» Problem to solve:
Search the entries for the word "position" and return every line where it is found.

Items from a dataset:
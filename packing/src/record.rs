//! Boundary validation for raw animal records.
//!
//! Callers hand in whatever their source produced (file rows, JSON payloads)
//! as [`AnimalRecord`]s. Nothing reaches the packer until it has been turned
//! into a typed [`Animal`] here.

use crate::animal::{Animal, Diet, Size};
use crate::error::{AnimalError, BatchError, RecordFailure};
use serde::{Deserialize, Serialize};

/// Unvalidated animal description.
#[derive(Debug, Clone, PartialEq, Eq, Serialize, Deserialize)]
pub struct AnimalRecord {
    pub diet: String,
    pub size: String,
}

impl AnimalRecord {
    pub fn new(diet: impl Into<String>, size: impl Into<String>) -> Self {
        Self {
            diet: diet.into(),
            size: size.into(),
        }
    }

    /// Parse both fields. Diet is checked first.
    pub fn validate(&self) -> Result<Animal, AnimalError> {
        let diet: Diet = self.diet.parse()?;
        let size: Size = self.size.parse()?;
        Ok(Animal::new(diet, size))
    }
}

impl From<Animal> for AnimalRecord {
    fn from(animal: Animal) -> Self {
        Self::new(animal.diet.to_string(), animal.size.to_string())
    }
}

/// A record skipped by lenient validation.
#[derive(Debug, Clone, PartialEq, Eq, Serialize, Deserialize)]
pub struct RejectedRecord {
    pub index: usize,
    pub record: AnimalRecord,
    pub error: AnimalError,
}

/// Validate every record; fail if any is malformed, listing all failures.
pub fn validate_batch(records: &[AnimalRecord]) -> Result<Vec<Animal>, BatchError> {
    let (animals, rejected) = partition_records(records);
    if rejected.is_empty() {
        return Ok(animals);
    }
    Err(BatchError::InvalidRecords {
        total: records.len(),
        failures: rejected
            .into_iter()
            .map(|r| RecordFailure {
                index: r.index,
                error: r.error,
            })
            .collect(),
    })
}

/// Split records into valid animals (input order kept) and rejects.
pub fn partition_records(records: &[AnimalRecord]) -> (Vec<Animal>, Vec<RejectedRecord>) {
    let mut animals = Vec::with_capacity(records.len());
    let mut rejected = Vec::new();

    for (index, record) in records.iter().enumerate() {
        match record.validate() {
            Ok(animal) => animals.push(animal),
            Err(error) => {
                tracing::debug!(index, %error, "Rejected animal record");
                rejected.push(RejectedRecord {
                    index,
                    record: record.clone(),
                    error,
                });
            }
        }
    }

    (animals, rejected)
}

---

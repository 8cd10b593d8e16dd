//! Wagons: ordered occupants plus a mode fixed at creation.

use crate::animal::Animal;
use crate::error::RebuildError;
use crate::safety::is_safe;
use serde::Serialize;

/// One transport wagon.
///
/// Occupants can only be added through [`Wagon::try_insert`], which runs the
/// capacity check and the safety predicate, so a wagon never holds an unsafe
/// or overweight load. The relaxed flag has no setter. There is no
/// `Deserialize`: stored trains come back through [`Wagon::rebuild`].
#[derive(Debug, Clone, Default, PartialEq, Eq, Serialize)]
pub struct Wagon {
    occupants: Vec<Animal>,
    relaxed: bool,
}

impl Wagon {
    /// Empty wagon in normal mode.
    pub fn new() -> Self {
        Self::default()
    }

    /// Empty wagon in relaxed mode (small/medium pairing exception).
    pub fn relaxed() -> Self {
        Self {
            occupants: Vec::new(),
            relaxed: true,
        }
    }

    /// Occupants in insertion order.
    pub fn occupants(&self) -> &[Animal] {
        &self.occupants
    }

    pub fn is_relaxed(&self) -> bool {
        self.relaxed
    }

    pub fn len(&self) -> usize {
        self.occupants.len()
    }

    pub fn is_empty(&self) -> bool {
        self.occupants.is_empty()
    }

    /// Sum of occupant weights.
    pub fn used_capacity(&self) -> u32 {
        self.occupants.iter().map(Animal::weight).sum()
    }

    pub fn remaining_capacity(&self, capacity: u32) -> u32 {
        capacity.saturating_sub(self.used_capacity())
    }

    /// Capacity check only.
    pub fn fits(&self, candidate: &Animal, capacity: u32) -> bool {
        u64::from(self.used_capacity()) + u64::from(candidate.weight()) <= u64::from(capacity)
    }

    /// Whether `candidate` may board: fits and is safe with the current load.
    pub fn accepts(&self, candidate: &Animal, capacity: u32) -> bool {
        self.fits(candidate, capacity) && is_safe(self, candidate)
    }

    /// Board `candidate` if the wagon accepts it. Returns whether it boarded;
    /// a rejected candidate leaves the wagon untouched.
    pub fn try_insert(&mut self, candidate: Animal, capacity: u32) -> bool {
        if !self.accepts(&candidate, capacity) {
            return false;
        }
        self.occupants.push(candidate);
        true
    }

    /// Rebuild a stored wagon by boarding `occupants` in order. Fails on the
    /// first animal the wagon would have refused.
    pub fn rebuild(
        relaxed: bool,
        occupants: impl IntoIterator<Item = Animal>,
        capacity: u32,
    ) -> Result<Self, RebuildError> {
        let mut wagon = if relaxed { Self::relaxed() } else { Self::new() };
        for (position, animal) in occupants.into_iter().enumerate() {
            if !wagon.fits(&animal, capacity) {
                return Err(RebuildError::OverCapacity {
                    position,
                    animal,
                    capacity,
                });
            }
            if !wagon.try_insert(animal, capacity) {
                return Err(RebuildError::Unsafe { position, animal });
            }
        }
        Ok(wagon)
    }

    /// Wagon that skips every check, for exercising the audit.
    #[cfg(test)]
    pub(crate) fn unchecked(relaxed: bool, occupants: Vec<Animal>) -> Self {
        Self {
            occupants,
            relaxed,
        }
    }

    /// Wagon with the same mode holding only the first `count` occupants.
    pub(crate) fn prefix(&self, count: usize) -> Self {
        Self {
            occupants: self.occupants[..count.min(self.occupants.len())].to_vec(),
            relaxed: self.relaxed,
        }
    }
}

» Output below:
        for (position, animal) in occupants.into_iter().enumerate() {
                    position,
                return Err(RebuildError::Unsafe { position, animal });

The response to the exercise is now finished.